Segment Open

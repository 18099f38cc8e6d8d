//! The three clinical risk criteria for a treatment plan.
use crate::InrEvent;
use chrono::{Duration, NaiveDate};
use serde::Deserialize;

/// Thresholds for the risk criteria.
///
/// The defaults are the audit's: 2 INRs over 5 or 1 over 8 in the last 6 months, 1 INR under
/// 1.5 in the last 6 months, and TTR under 65%.
#[derive(Debug, Clone, PartialEq, Deserialize)]
#[serde(default, deny_unknown_fields)]
pub struct Criteria {
    pub high_inr: f64,
    pub high_inr_count: usize,
    pub very_high_inr: f64,
    pub very_high_inr_count: usize,
    pub low_inr: f64,
    pub low_inr_count: usize,
    pub low_ttr: f64,
    /// Length of the trailing window, ending at the archive horizon.
    pub window_days: f64,
}

impl Default for Criteria {
    fn default() -> Self {
        Self {
            high_inr: 5.,
            high_inr_count: 2,
            very_high_inr: 8.,
            very_high_inr_count: 1,
            low_inr: 1.5,
            low_inr_count: 1,
            low_ttr: 65.,
            window_days: 365. / 2.,
        }
    }
}

impl Criteria {
    pub fn window(&self) -> Duration {
        Duration::milliseconds((self.window_days * 24. * 60. * 60. * 1000.) as i64)
    }

    /// Whether an event falls in the window ending at `horizon`.
    ///
    /// Events with no valid date are never in the window.
    pub fn in_window(&self, event: &InrEvent, horizon: NaiveDate) -> bool {
        match event.date {
            Some(date) => horizon.signed_duration_since(date) < self.window(),
            None => false,
        }
    }
}

/// The risk flags for one treatment plan.
#[derive(Debug, Copy, Clone, PartialEq)]
pub struct Classification {
    /// At least 2 INRs over 5, or at least 1 over 8, in the window.
    pub high_inr: bool,
    /// At least 1 INR under 1.5 in the window.
    pub low_inr: bool,
    /// The plan's TTR, carried through for the patient summary.
    pub ttr: Option<f64>,
    /// TTR under 65%.
    pub low_ttr: bool,
}

impl Classification {
    pub fn any(&self) -> bool {
        self.high_inr || self.low_inr || self.low_ttr
    }
}

/// Classify a plan from its INR history and TTR.
///
/// `horizon` is the latest INR date anywhere in the archive, not in this plan.
pub fn classify(
    events: &[InrEvent],
    ttr: Option<f64>,
    horizon: NaiveDate,
    criteria: &Criteria,
) -> Classification {
    let count_in_window = |test: &dyn Fn(f64) -> bool| {
        events
            .iter()
            .filter(|evt| criteria.in_window(evt, horizon))
            .filter(|evt| matches!(evt.value, Some(v) if test(v)))
            .count()
    };

    let high_inr = count_in_window(&|v| v > criteria.high_inr) >= criteria.high_inr_count
        || count_in_window(&|v| v > criteria.very_high_inr) >= criteria.very_high_inr_count;
    let low_inr = count_in_window(&|v| v < criteria.low_inr) >= criteria.low_inr_count;

    Classification {
        high_inr,
        low_inr,
        ttr,
        low_ttr: matches!(ttr, Some(ttr) if ttr < criteria.low_ttr),
    }
}

#[cfg(test)]
mod test {
    use super::*;

    fn horizon() -> NaiveDate {
        NaiveDate::from_ymd_opt(2017, 6, 30).unwrap()
    }

    fn event(days_before: i64, value: f64) -> InrEvent {
        InrEvent::new("T1", horizon() - Duration::days(days_before), value)
    }

    fn run(events: &[InrEvent], ttr: Option<f64>) -> Classification {
        classify(events, ttr, horizon(), &Criteria::default())
    }

    #[test]
    fn window_is_half_a_year() {
        let criteria = Criteria::default();
        assert_eq!(criteria.window(), Duration::hours(365 * 12));
        // 182 days is inside, 183 is not (the window is 182.5 days)
        assert!(criteria.in_window(&event(182, 6.), horizon()));
        assert!(!criteria.in_window(&event(183, 6.), horizon()));
        assert!(criteria.in_window(&event(0, 6.), horizon()));
    }

    #[test]
    fn two_high_inrs() {
        assert!(run(&[event(10, 6.0), event(20, 6.2)], Some(80.)).high_inr);
        // exactly 5 isn't high
        assert!(!run(&[event(10, 5.0), event(20, 6.2)], Some(80.)).high_inr);
        assert!(!run(&[event(10, 6.0)], Some(80.)).high_inr);
    }

    #[test]
    fn high_inrs_straddling_window() {
        let events = [
            event(100, 6.0),
            event(182, 5.5),
            event(183, 7.0),
            event(400, 9.0),
        ];
        assert!(run(&events, Some(80.)).high_inr);
        let events = [event(100, 6.0), event(183, 7.0), event(400, 9.0)];
        assert!(!run(&events, Some(80.)).high_inr);
    }

    #[test]
    fn one_very_high_inr() {
        assert!(run(&[event(50, 8.1)], Some(80.)).high_inr);
        assert!(!run(&[event(50, 8.0)], Some(80.)).high_inr);
        assert!(!run(&[event(200, 8.1)], Some(80.)).high_inr);
    }

    #[test]
    fn low_inr() {
        let c = run(&[event(50, 1.4)], Some(80.));
        assert!(c.low_inr);
        assert!(!c.high_inr);
        assert!(!run(&[event(50, 1.5)], Some(80.)).low_inr);
        assert!(!run(&[event(190, 1.0)], Some(80.)).low_inr);
    }

    #[test]
    fn unparsable_events_never_count() {
        let mut no_value = event(10, 9.);
        no_value.value = None;
        let mut no_date = event(10, 9.);
        no_date.date = None;
        let c = run(&[no_value, no_date], Some(80.));
        assert!(!c.high_inr);
        assert!(!c.low_inr);
    }

    #[test]
    fn ttr() {
        let c = run(&[], Some(64.9));
        assert!(c.low_ttr);
        assert_eq!(c.ttr, Some(64.9));
        assert!(c.any());
        assert!(!run(&[], Some(65.)).low_ttr);
        assert!(!run(&[], None).low_ttr);
        assert!(!run(&[], Some(80.)).any());
    }
}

Segment Closed

Work request
Nothing but the lines from the beginning of the records through the line with "pub struct Classification" should appear, each printed exactly.

Response for this exercise
repository 18099f38cc8e6d8d
//! The three clinical risk criteria for a treatment plan.
use crate::InrEvent;
use chrono::{Duration, NaiveDate};
use serde::Deserialize;

/// Thresholds for the risk criteria.
///
/// The defaults are the audit's: 2 INRs over 5 or 1 over 8 in the last 6 months, 1 INR under
/// 1.5 in the last 6 months, and TTR under 65%.
#[derive(Debug, Clone, PartialEq, Deserialize)]
#[serde(default, deny_unknown_fields)]
pub struct Criteria {
    pub high_inr: f64,
    pub high_inr_count: usize,
    pub very_high_inr: f64,
    pub very_high_inr_count: usize,
    pub low_inr: f64,
    pub low_inr_count: usize,
    pub low_ttr: f64,
    /// Length of the trailing window, ending at the archive horizon.
    pub window_days: f64,
}

impl Default for Criteria {
    fn default() -> Self {
        Self {
            high_inr: 5.,
            high_inr_count: 2,
            very_high_inr: 8.,
            very_high_inr_count: 1,
            low_inr: 1.5,
            low_inr_count: 1,
            low_ttr: 65.,
            window_days: 365. / 2.,
        }
    }
}

impl Criteria {
    pub fn window(&self) -> Duration {
        Duration::milliseconds((self.window_days * 24. * 60. * 60. * 1000.) as i64)
    }

    /// Whether an event falls in the window ending at `horizon`.
    ///
    /// Events with no valid date are never in the window.
    pub fn in_window(&self, event: &InrEvent, horizon: NaiveDate) -> bool {
        match event.date {
            Some(date) => horizon.signed_duration_since(date) < self.window(),
            None => false,
        }
    }
}

/// The risk flags for one treatment plan.
#[derive(Debug, Copy, Clone, PartialEq)]
pub struct Classification {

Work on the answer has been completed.